The patient burden of opioidinduced bowel dysfunction

Sofie Hyldahl, Debbie Gronlund, Asbjorn Mohr Drewes & Christina Brock*

Orally formulated opioids are commonly prescribed analgesics to treat severe pain. Among severe adverse effects are respiratory depression, sedation and opioid-addiction; less dangerous, however still burdensome for the many treated patients, are symptoms such as nausea, cognitive impairment and bowel dysfunction. It has e.g. been shown that the patient experienced burdens of opioid induced bowel dysfunction (OIBD) and opioid induced constipation (OIC) negatively impact the quality of life of these patients. Consequently, patients often take less medication than prescribed to dampen these adverse effects. This review focuses a thorough description of the underlying mechanistic causes of OIBD, originating from binding of exogenous opioids to the peripheral opioid receptors in the enteric nervous system of the gut. Consequently, the bowel becomes dysfunctional function changes caused by alterations in i) motility, ii) secretion and absorption and iii)sphincter functions.
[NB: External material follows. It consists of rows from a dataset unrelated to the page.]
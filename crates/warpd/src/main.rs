//! warpd binary entry point.

use clap::Parser;
use tracing::{error, info};

use warpd::cli::Cli;
use warpd::srv::{Srv, SrvConfig};
use warpd::tls;

#[tokio::main]
async fn main() {
    let cli = Cli::parse();

    if let Err(e) = warp_core::init_logging(cli.verbose, cli.log_file.as_deref(), cli.log_format.into())
    {
        eprintln!("Failed to initialize logging: {e}");
        std::process::exit(1);
    }

    info!(version = env!("CARGO_PKG_VERSION"), "Started warpd");

    if cli.has_partial_tls_config() {
        error!("Both --cert and --key are required to serve TLS");
        std::process::exit(1);
    }

    let tls = match cli.tls_files() {
        Some((cert, key)) => match tls::load_acceptor(cert, key) {
            Ok(acceptor) => Some(acceptor),
            Err(e) => {
                error!(error = %e, "Fatal TLS configuration error");
                std::process::exit(1);
            }
        },
        None => None,
    };

    let srv = match Srv::bind(SrvConfig {
        listen_addr: cli.listen_addr,
        tls,
    })
    .await
    {
        Ok(srv) => srv,
        Err(e) => {
            error!(error = %e, "Fatal listener error");
            std::process::exit(1);
        }
    };

    tokio::select! {
        result = srv.run() => {
            if let Err(e) = result {
                error!(error = %e, "Listener failed");
                std::process::exit(1);
            }
        }
        _ = tokio::signal::ctrl_c() => {
            info!("Interrupt received, shutting down");
            srv.shutdown();
        }
    }
}
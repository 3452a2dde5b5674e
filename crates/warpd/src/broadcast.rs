//! Output broadcaster: per-warp fan-out of PTY output and state snapshots.
//!
//! Every subscriber gets its own bounded queue drained by a dedicated
//! writer task. A subscriber that falls behind (queue full by frame count
//! or byte budget) is evicted with a `slow_consumer` error; the rest are
//! unaffected and the host is never blocked by a slow client.
//!
//! Delivery iterates a snapshot of the subscriber list; the producer only
//! takes the list lock to splice subscribers in and out.

use std::collections::HashMap;
use std::sync::atomic::{AtomicUsize, Ordering};
use std::sync::{Arc, Mutex as StdMutex};

use tokio::sync::mpsc;
use tracing::{debug, info};

use warp_core::constants::{SUBSCRIBER_QUEUE_BYTES, SUBSCRIBER_QUEUE_FRAMES};
use warp_core::protocol::{
    HostUpdatePayload, Message, SessionState, UserToken, WindowSize, error_code,
};

use crate::session::Session;

// =============================================================================
// Frames
// =============================================================================

/// A frame queued for delivery to one subscriber.
#[derive(Debug, Clone)]
pub enum OutboundFrame {
    /// PTY output chunk, shipped with the window size current at emission.
    Output {
        window_size: WindowSize,
        data: Vec<u8>,
    },
    /// Session state snapshot.
    State(SessionState),
}

impl OutboundFrame {
    /// Payload bytes counted against the subscriber's byte budget. State
    /// snapshots are small and only count against the frame budget.
    fn cost(&self) -> usize {
        match self {
            OutboundFrame::Output { data, .. } => data.len(),
            OutboundFrame::State(_) => 0,
        }
    }

    fn into_message(self) -> Message {
        match self {
            OutboundFrame::Output { window_size, data } => Message::HostUpdate(HostUpdatePayload {
                from: None,
                window_size,
                modes: HashMap::new(),
                data,
            }),
            OutboundFrame::State(state) => Message::State(state),
        }
    }
}

// =============================================================================
// Broadcaster
// =============================================================================

#[derive(Clone)]
struct Subscriber {
    token: UserToken,
    tx: mpsc::Sender<OutboundFrame>,
    queued_bytes: Arc<AtomicUsize>,
    session: Arc<Session>,
}

/// Fan-out of output and state frames to all of a warp's clients.
pub struct Broadcaster {
    subscribers: StdMutex<HashMap<UserToken, Subscriber>>,
}

impl Broadcaster {
    pub fn new() -> Self {
        Self {
            subscribers: StdMutex::new(HashMap::new()),
        }
    }

    /// Register a subscriber and spawn its writer task. A subscriber
    /// already registered under the same token is replaced and torn down.
    pub fn subscribe(&self, token: UserToken, session: Arc<Session>) {
        let (tx, mut rx) = mpsc::channel::<OutboundFrame>(SUBSCRIBER_QUEUE_FRAMES);
        let queued_bytes = Arc::new(AtomicUsize::new(0));

        let subscriber = Subscriber {
            token: token.clone(),
            tx,
            queued_bytes: Arc::clone(&queued_bytes),
            session: Arc::clone(&session),
        };

        let replaced = {
            let mut subs = self.subscribers.lock().expect("subscriber lock poisoned");
            subs.insert(token.clone(), subscriber)
        };
        if let Some(old) = replaced {
            debug!(token = %token, "Replacing existing subscriber");
            tokio::spawn(async move { old.session.teardown().await });
        }

        tokio::spawn(async move {
            while let Some(frame) = rx.recv().await {
                queued_bytes.fetch_sub(frame.cost(), Ordering::SeqCst);
                if session.send(&frame.into_message()).await.is_err() {
                    break;
                }
            }
            // Sender dropped (unsubscribe, eviction, or warp teardown) or
            // the socket failed; either way the session is done.
            session.teardown().await;
        });
    }

    /// Remove a subscriber. Its writer task drains any queued frames and
    /// then tears the session down. Safe to call for unknown tokens.
    pub fn unsubscribe(&self, token: &UserToken) {
        let mut subs = self.subscribers.lock().expect("subscriber lock poisoned");
        subs.remove(token);
    }

    /// Deliver one frame to every subscriber, evicting any whose queue
    /// overflows.
    pub fn broadcast(&self, frame: OutboundFrame) {
        let snapshot: Vec<Subscriber> = {
            let subs = self.subscribers.lock().expect("subscriber lock poisoned");
            subs.values().cloned().collect()
        };

        let cost = frame.cost();
        let mut evicted = Vec::new();

        for sub in snapshot {
            let queued = sub.queued_bytes.fetch_add(cost, Ordering::SeqCst) + cost;
            if queued > SUBSCRIBER_QUEUE_BYTES {
                evicted.push(sub);
                continue;
            }

            match sub.tx.try_send(frame.clone()) {
                Ok(()) => {}
                Err(mpsc::error::TrySendError::Full(_)) => evicted.push(sub),
                // Writer already gone; the owning handler cleans up.
                Err(mpsc::error::TrySendError::Closed(_)) => {}
            }
        }

        for sub in evicted {
            self.evict(sub);
        }
    }

    /// Publish the final disconnected snapshot and drop every subscriber.
    /// Writer tasks drain their queues (final state included) and then
    /// close their sessions.
    pub fn close(&self, final_state: SessionState) {
        let drained: Vec<Subscriber> = {
            let mut subs = self.subscribers.lock().expect("subscriber lock poisoned");
            subs.drain().map(|(_, sub)| sub).collect()
        };

        for sub in drained {
            let _ = sub.tx.try_send(OutboundFrame::State(final_state.clone()));
        }
    }

    /// Number of registered subscribers.
    pub fn subscriber_count(&self) -> usize {
        self.subscribers.lock().expect("subscriber lock poisoned").len()
    }

    fn evict(&self, sub: Subscriber) {
        {
            let mut subs = self.subscribers.lock().expect("subscriber lock poisoned");
            // Only remove the entry if it is still the same subscriber; a
            // replacement under the same token must survive.
            if let Some(current) = subs.get(&sub.token) {
                if current.tx.same_channel(&sub.tx) {
                    subs.remove(&sub.token);
                }
            }
        }

        info!(token = %sub.token, "Evicting slow subscriber");
        tokio::spawn(async move {
            sub.session
                .send_error(
                    error_code::SLOW_CONSUMER,
                    "Your client is too slow to keep up with the warp output.",
                )
                .await;
            sub.session.teardown().await;
        });
    }
}

impl Default for Broadcaster {
    fn default() -> Self {
        Self::new()
    }
}

// =============================================================================
// Tests
// =============================================================================

#[cfg(test)]
mod tests {
    use super::*;
    use bytes::BytesMut;
    use tokio::io::{AsyncReadExt, AsyncWriteExt, duplex};
    use tokio::time::{Duration, timeout};

    use warp_core::constants::PROTOCOL_VERSION;
    use warp_core::protocol::{Codec, HelloPayload, SessionType, WarpId};

    /// Peer end of a subscriber connection.
    struct PeerEnd {
        read: tokio::io::ReadHalf<tokio::io::DuplexStream>,
        buf: BytesMut,
    }

    impl PeerEnd {
        async fn next(&mut self) -> Message {
            loop {
                if let Some(msg) = Codec::decode(&mut self.buf).unwrap() {
                    return msg;
                }
                let n = self.read.read_buf(&mut self.buf).await.unwrap();
                assert!(n > 0, "peer connection closed");
            }
        }

        async fn next_output(&mut self) -> Vec<u8> {
            loop {
                match self.next().await {
                    Message::HostUpdate(update) => return update.data,
                    Message::State(_) => continue,
                    other => panic!("unexpected frame: {other:?}"),
                }
            }
        }
    }

    async fn subscriber(buffer: usize, token: &str) -> (Arc<Session>, PeerEnd) {
        let (server_io, client_io) = duplex(buffer);
        let (server_read, server_write) = tokio::io::split(server_io);
        let (peer_read, mut peer_write) = tokio::io::split(client_io);

        let hello = Message::Hello(HelloPayload {
            protocol_version: PROTOCOL_VERSION,
            session_type: SessionType::ShellClient,
            warp: WarpId::new("alpha"),
            username: "goofy".into(),
            token: Some(UserToken::new(token)),
        });
        peer_write
            .write_all(&Codec::encode(&hello).unwrap())
            .await
            .unwrap();

        let (session, _reader) = Session::accept(
            Box::new(server_read),
            Box::new(server_write),
            "127.0.0.1:4242".parse().unwrap(),
        )
        .await
        .unwrap();

        (
            session,
            PeerEnd {
                read: peer_read,
                buf: BytesMut::new(),
            },
        )
    }

    fn output(data: &[u8]) -> OutboundFrame {
        OutboundFrame::Output {
            window_size: WindowSize::default(),
            data: data.to_vec(),
        }
    }

    fn state(disconnected: bool) -> SessionState {
        SessionState {
            warp: WarpId::new("alpha"),
            window_size: WindowSize::default(),
            users: Vec::new(),
            disconnected,
        }
    }

    #[tokio::test]
    async fn delivers_frames_in_order_to_all_subscribers() {
        let broadcaster = Broadcaster::new();
        let (s1, mut p1) = subscriber(64 * 1024, "guest_one").await;
        let (s2, mut p2) = subscriber(64 * 1024, "guest_two").await;

        broadcaster.subscribe(s1.token().clone(), s1.clone());
        broadcaster.subscribe(s2.token().clone(), s2.clone());
        assert_eq!(broadcaster.subscriber_count(), 2);

        broadcaster.broadcast(output(b"one"));
        broadcaster.broadcast(OutboundFrame::State(state(false)));
        broadcaster.broadcast(output(b"two"));

        for peer in [&mut p1, &mut p2] {
            assert_eq!(peer.next_output().await, b"one");
            assert_eq!(peer.next_output().await, b"two");
        }
    }

    #[tokio::test]
    async fn state_after_output_is_seen_after_output() {
        let broadcaster = Broadcaster::new();
        let (s1, mut p1) = subscriber(64 * 1024, "guest_one").await;
        broadcaster.subscribe(s1.token().clone(), s1.clone());

        broadcaster.broadcast(output(b"chunk"));
        broadcaster.broadcast(OutboundFrame::State(state(false)));

        match p1.next().await {
            Message::HostUpdate(update) => assert_eq!(update.data, b"chunk"),
            other => panic!("expected output first, got {other:?}"),
        }
        match p1.next().await {
            Message::State(s) => assert!(!s.disconnected),
            other => panic!("expected state, got {other:?}"),
        }
    }

    #[tokio::test]
    async fn full_queue_evicts_only_the_slow_subscriber() {
        let broadcaster = Broadcaster::new();
        // Tiny transport buffer and an unread peer: the writer task blocks
        // on the first frame and the queue fills behind it.
        let (slow, _slow_peer) = subscriber(64, "guest_slow").await;
        let (fast, mut fast_peer) = subscriber(1024 * 1024, "guest_fast").await;

        broadcaster.subscribe(slow.token().clone(), slow.clone());
        broadcaster.subscribe(fast.token().clone(), fast.clone());

        // Yield between broadcasts so the fast writer keeps draining while
        // the slow queue backs up behind its blocked writer.
        let rounds = SUBSCRIBER_QUEUE_FRAMES + 10;
        for i in 0..rounds {
            broadcaster.broadcast(output(format!("chunk-{i}").as_bytes()));
            tokio::task::yield_now().await;
        }

        assert_eq!(broadcaster.subscriber_count(), 1);

        for i in 0..rounds {
            assert_eq!(fast_peer.next_output().await, format!("chunk-{i}").as_bytes());
        }
    }

    #[tokio::test]
    async fn byte_budget_overflow_evicts() {
        let broadcaster = Broadcaster::new();
        let (slow, _slow_peer) = subscriber(64, "guest_slow").await;
        broadcaster.subscribe(slow.token().clone(), slow.clone());

        // Two chunks of 600 KiB each: the first fits the budget, the
        // second blows through 1 MiB while the writer is still blocked.
        let chunk = vec![0x41u8; 600 * 1024];
        broadcaster.broadcast(output(&chunk));
        broadcaster.broadcast(output(&chunk));

        assert_eq!(broadcaster.subscriber_count(), 0);
    }

    #[tokio::test]
    async fn close_delivers_final_state_and_tears_down() {
        let broadcaster = Broadcaster::new();
        let (s1, mut p1) = subscriber(64 * 1024, "guest_one").await;
        broadcaster.subscribe(s1.token().clone(), s1.clone());

        broadcaster.broadcast(output(b"bye"));
        broadcaster.close(state(true));
        assert_eq!(broadcaster.subscriber_count(), 0);

        assert_eq!(p1.next_output().await, b"bye");
        match p1.next().await {
            Message::State(s) => assert!(s.disconnected),
            other => panic!("expected final state, got {other:?}"),
        }

        // The writer task drains and then closes the session.
        timeout(Duration::from_secs(2), async {
            while !s1.is_torn_down() {
                tokio::time::sleep(Duration::from_millis(10)).await;
            }
        })
        .await
        .expect("session should be torn down after close");
    }

    #[tokio::test]
    async fn resubscribe_replaces_previous_session() {
        let broadcaster = Broadcaster::new();
        let (old, _old_peer) = subscriber(64 * 1024, "guest_one").await;
        let (new, mut new_peer) = subscriber(64 * 1024, "guest_one").await;

        broadcaster.subscribe(old.token().clone(), old.clone());
        broadcaster.subscribe(new.token().clone(), new.clone());
        assert_eq!(broadcaster.subscriber_count(), 1);

        broadcaster.broadcast(output(b"fresh"));
        assert_eq!(new_peer.next_output().await, b"fresh");

        timeout(Duration::from_secs(2), async {
            while !old.is_torn_down() {
                tokio::time::sleep(Duration::from_millis(10)).await;
            }
        })
        .await
        .expect("replaced session should be torn down");
    }
}
//! warpd: rendezvous daemon for warp terminal sharing.
//!
//! One host streams its terminal through a named warp; any number of
//! clients subscribe to the output, and the host can grant or revoke the
//! right to inject input. The daemon multiplexes each warp between its
//! host and clients and enforces per-client access rights.

pub mod broadcast;
pub mod cli;
pub mod collector;
pub mod session;
pub mod srv;
pub mod tls;
pub mod warp;

pub use cli::Cli;
pub use srv::{Srv, SrvConfig};
impl Warp {
    /// Create a warp with the window size from the host's initial update.
    /// Returns the warp and the receiver drained by the input forward loop.
    pub fn new(id: WarpId, window_size: WindowSize) -> (Arc<Self>, mpsc::Receiver<InputChunk>) {
        let (collector, input_rx) = InputCollector::new();
        let warp = Arc::new(Self {
            id,
            state: StdMutex::new(WarpState {
                window_size,
                users: HashMap::new(),
                clients: HashMap::new(),
                disconnected: false,
            }),
            broadcaster: Broadcaster::new(),
            collector,
            host: StdMutex::new(None),
        });
        (warp, input_rx)
    }

    pub fn id(&self) -> &WarpId {
        &self.id
    }

    /// Current mode for a token; empty once the user is gone.
    fn mode_of(&self, token: &UserToken) -> Mode {
        let state = self.state.lock().expect("warp state lock poisoned");
        state
            .users
            .get(token)
            .map(|u| u.mode)
            .unwrap_or(Mode::empty())
    }

    fn window_size(&self) -> WindowSize {
        self.state.lock().expect("warp state lock poisoned").window_size
    }

    /// Build a snapshot from locked state: host first, then clients in a
    /// stable order.
    fn snapshot_locked(state: &WarpState, id: &WarpId) -> SessionState {
        let mut users: Vec<UserState> = state.users.values().cloned().collect();
        users.sort_by(|a, b| {
            b.hosting
                .cmp(&a.hosting)
                .then_with(|| a.username.cmp(&b.username))
                .then_with(|| a.token.as_str().cmp(b.token.as_str()))
        });
        SessionState {
            warp: id.clone(),
            window_size: state.window_size,
            users,
            disconnected: state.disconnected,
        }
    }

    fn snapshot(&self) -> SessionState {
        let state = self.state.lock().expect("warp state lock poisoned");
        Self::snapshot_locked(&state, &self.id)
    }

    /// Push a snapshot to every client and echo it to the host.
    async fn publish(&self, snapshot: SessionState) {
        self.broadcaster
            .broadcast(OutboundFrame::State(snapshot.clone()));

        let host = self
            .host
            .lock()
            .expect("host slot lock poisoned")
            .clone();
        if let Some(host) = host {
            // A failed echo surfaces in the host read loop; nothing to do
            // here.
            let _ = host.send(&Message::State(snapshot)).await;
        }
    }

    // =========================================================================
    // Host handler
    // =========================================================================

    /// Run the host side of the warp until the host session ends, then
    /// drain: final disconnected snapshot, close all clients.
    pub async fn handle_host(
        self: &Arc<Self>,
        session: Arc<Session>,
        mut reader: FrameReader,
        input_rx: mpsc::Receiver<InputChunk>,
        initial: HostUpdatePayload,
    ) {
        info!(warp = %self.id, peer = %session.peer_addr(), token = %session.token(), "Host connected");

        {
            let mut state = self.state.lock().expect("warp state lock poisoned");
            state.users.insert(
                session.token().clone(),
                UserState {
                    token: session.token().clone(),
                    username: session.username().to_string(),
                    mode: Mode::SHELL_READ.union(Mode::SHELL_WRITE),
                    hosting: true,
                },
            );
        }
        *self.host.lock().expect("host slot lock poisoned") = Some(Arc::clone(&session));

        let forward = tokio::spawn(run_input_forward(
            Arc::clone(self),
            Arc::clone(&session),
            input_rx,
        ));

        self.publish(self.snapshot()).await;

        // The initial update's window size seeded the warp; its modes and
        // data still need applying.
        if !initial.modes.is_empty() || !initial.data.is_empty() {
            self.apply_update(initial).await;
        }

        loop {
            match reader.next().await {
                Ok(Message::HostUpdate(update)) => self.apply_update(update).await,
                Ok(Message::Command(cmd)) => self.apply_command(cmd, &session).await,
                Ok(other) => {
                    warn!(warp = %self.id, msg = ?other, "Unexpected message from host");
                    session
                        .send_error(
                            error_code::INTERNAL_ERROR,
                            "Unexpected message for a host session.",
                        )
                        .await;
                    break;
                }
                Err(e) => {
                    if !e.is_disconnect() {
                        warn!(warp = %self.id, error = %e, "Host session error");
                        if let Some(code) = e.wire_code() {
                            session.send_error(code, e.to_string()).await;
                        }
                    }
                    break;
                }
            }
        }

        self.drain().await;
        forward.abort();
        session.teardown().await;
        info!(warp = %self.id, "Host disconnected, warp drained");
    }

    /// Apply one host update atomically: window size, mode merge, output.
    /// A snapshot reflecting any change is published before the update's
    /// own output is broadcast.
    async fn apply_update(&self, update: HostUpdatePayload) {
        let (changed, window_size) = {
            let mut state = self.state.lock().expect("warp state lock poisoned");
            let mut dirty = false;

            if update.window_size != state.window_size {
                state.window_size = update.window_size;
                dirty = true;
            }

            // Merge semantics: tokens absent from the map stay untouched,
            // host entries are never overridden.
            for (token, mode) in &update.modes {
                if let Some(user) = state.users.get_mut(token) {
                    if !user.hosting && user.mode != *mode {
                        user.mode = *mode;
                        dirty = true;
                    }
                }
            }

            (
                dirty.then(|| Self::snapshot_locked(&state, &self.id)),
                state.window_size,
            )
        };

        if let Some(snapshot) = changed {
            self.publish(snapshot).await;
        }

        if !update.data.is_empty() {
            self.broadcaster.broadcast(OutboundFrame::Output {
                window_size,
                data: update.data,
            });
        }
    }

    /// Handle a host control command. Only the host session ever reaches
    /// this: the dispatch in the host read loop is the structural role
    /// check.
    async fn apply_command(&self, cmd: CommandPayload, session: &Arc<Session>) {
        match cmd.kind {
            CommandKind::State => {
                self.publish(self.snapshot()).await;
            }
            CommandKind::Authorize | CommandKind::Revoke => {
                if cmd.kind == CommandKind::Authorize && cmd.args.is_empty() {
                    session
                        .send_error(
                            error_code::INVALID_COMMAND,
                            "authorize requires a username or token.",
                        )
                        .await;
                    return;
                }

                let outcome = {
                    let mut state = self.state.lock().expect("warp state lock poisoned");

                    let targets = if cmd.args.is_empty() {
                        // Empty revoke strips write access from every
                        // non-host user.
                        Ok(state
                            .users
                            .values()
                            .filter(|u| !u.hosting)
                            .map(|u| u.token.clone())
                            .collect::<Vec<_>>())
                    } else {
                        resolve_args(&state, &cmd.args)
                    };

                    match targets {
                        Ok(tokens) => {
                            for token in &tokens {
                                if let Some(user) = state.users.get_mut(token) {
                                    match cmd.kind {
                                        CommandKind::Authorize => {
                                            user.mode.insert(Mode::SHELL_WRITE)
                                        }
                                        CommandKind::Revoke => user.mode.remove(Mode::SHELL_WRITE),
                                        CommandKind::State => unreachable!(),
                                    }
                                }
                            }
                            Ok(Self::snapshot_locked(&state, &self.id))
                        }
                        Err(arg) => Err(arg),
                    }
                };

                match outcome {
                    // Publish even when nothing changed: the command's
                    // effect must be observable as one snapshot.
                    Ok(snapshot) => {
                        info!(warp = %self.id, kind = ?cmd.kind, args = ?cmd.args, "Applied host command");
                        self.publish(snapshot).await;
                    }
                    Err(arg) => {
                        debug!(warp = %self.id, arg, "Host command argument did not match");
                        session
                            .send_error(
                                error_code::INVALID_COMMAND,
                                format!("Username or token not found: {arg}."),
                            )
                            .await;
                    }
                }
            }
        }
    }

    /// Host exit: mark disconnected, publish one final snapshot, close
    /// every client session.
    async fn drain(&self) {
        let final_snapshot = {
            let mut state = self.state.lock().expect("warp state lock poisoned");
            state.disconnected = true;
            state.clients.clear();
            Self::snapshot_locked(&state, &self.id)
        };
        *self.host.lock().expect("host slot lock poisoned") = None;
        self.broadcaster.close(final_snapshot);
    }

    // =========================================================================
    // Client handler
    // =========================================================================

    /// Run the client side: admission, subscription, input read loop,
    /// removal.
    pub async fn handle_client(self: &Arc<Self>, session: Arc<Session>, mut reader: FrameReader) {
        let token = session.token().clone();

        enum Admission {
            Ok,
            Draining,
            /// The submitted token belongs to the host.
            TokenTaken,
        }

        let admitted = {
            let mut state = self.state.lock().expect("warp state lock poisoned");
            if state.disconnected {
                Admission::Draining
            } else if state.users.get(&token).is_some_and(|u| u.hosting) {
                Admission::TokenTaken
            } else {
                state.users.insert(
                    token.clone(),
                    UserState {
                        token: token.clone(),
                        username: session.username().to_string(),
                        mode: Mode::SHELL_READ,
                        hosting: false,
                    },
                );
                state.clients.insert(token.clone(), Arc::clone(&session));
                Admission::Ok
            }
        };

        match admitted {
            Admission::Ok => {}
            Admission::Draining => {
                session
                    .send_error(
                        error_code::WARP_UNKNOWN,
                        format!(
                            "The warp you attempted to connect does not exist: {}.",
                            self.id
                        ),
                    )
                    .await;
                session.teardown().await;
                return;
            }
            Admission::TokenTaken => {
                session
                    .send_error(
                        error_code::INTERNAL_ERROR,
                        format!("The token you submitted is already in use: {token}."),
                    )
                    .await;
                session.teardown().await;
                return;
            }
        }

        info!(warp = %self.id, peer = %session.peer_addr(), token = %token, "Client joined");

        self.broadcaster.subscribe(token.clone(), Arc::clone(&session));
        self.publish(self.snapshot()).await;

        let input = self.collector.client_handle(token.clone());
        loop {
            match reader.next().await {
                Ok(Message::ClientUpdate(update)) => {
                    if input.offer(update.data).await.is_err() {
                        break;
                    }
                }
                Ok(other) => {
                    warn!(warp = %self.id, token = %token, msg = ?other, "Unexpected message from client");
                    session
                        .send_error(
                            error_code::INTERNAL_ERROR,
                            "Unexpected message for a client session.",
                        )
                        .await;
                    break;
                }
                Err(e) => {
                    if !e.is_disconnect() {
                        warn!(warp = %self.id, token = %token, error = %e, "Client session error");
                        if let Some(code) = e.wire_code() {
                            session.send_error(code, e.to_string()).await;
                        }
                    }
                    break;
                }
            }
        }

        // Remove ourselves unless the warp is draining (close handled the
        // roster) or a reconnect under the same token replaced us.
        let snapshot = {
            let mut state = self.state.lock().expect("warp state lock poisoned");
            let still_ours = state
                .clients
                .get(&token)
                .is_some_and(|s| Arc::ptr_eq(s, &session));
            if state.disconnected || !still_ours {
                None
            } else {
                state.users.remove(&token);
                state.clients.remove(&token);
                Some(Self::snapshot_locked(&state, &self.id))
            }
        };

        if snapshot.is_some() {
            self.broadcaster.unsubscribe(&token);
        }
        session.teardown().await;
        if let Some(snapshot) = snapshot {
            self.publish(snapshot).await;
        }

        info!(warp = %self.id, token = %token, "Client left");
    }
}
Such alterations lead to a variety of symptoms including gastro-esophageal reflux, abdominal pain, prolongation of transit times and dry hardened stool. Thus, the experienced psychological burden of opioid-induced bowel dysfunction is a net-result of its physical occurrence as well as its negative impact on health-related quality of life. Unfortunately, gastrointestinal dysfunction is considered a taboo and people may refrain to describe and discuss the experienced burdens. This review targets health care professionals, who to a higher degree are encouraged to discuss openly if presence of OIBD/OIC impacts the daily life and social activities of the patients. Finally, different mechanistic treatment approaches are reviewed in order to provide clinicians with different pharmacological options and strategies, which include traditional laxatives, prokinetics and co-administration of opioid antagonists. Even though the opioid-antagonists have proved to be superior to placebo in the relief of OIBD/OIC, further clinical studies are needed in order to optimize treatments for the benefit of future patients.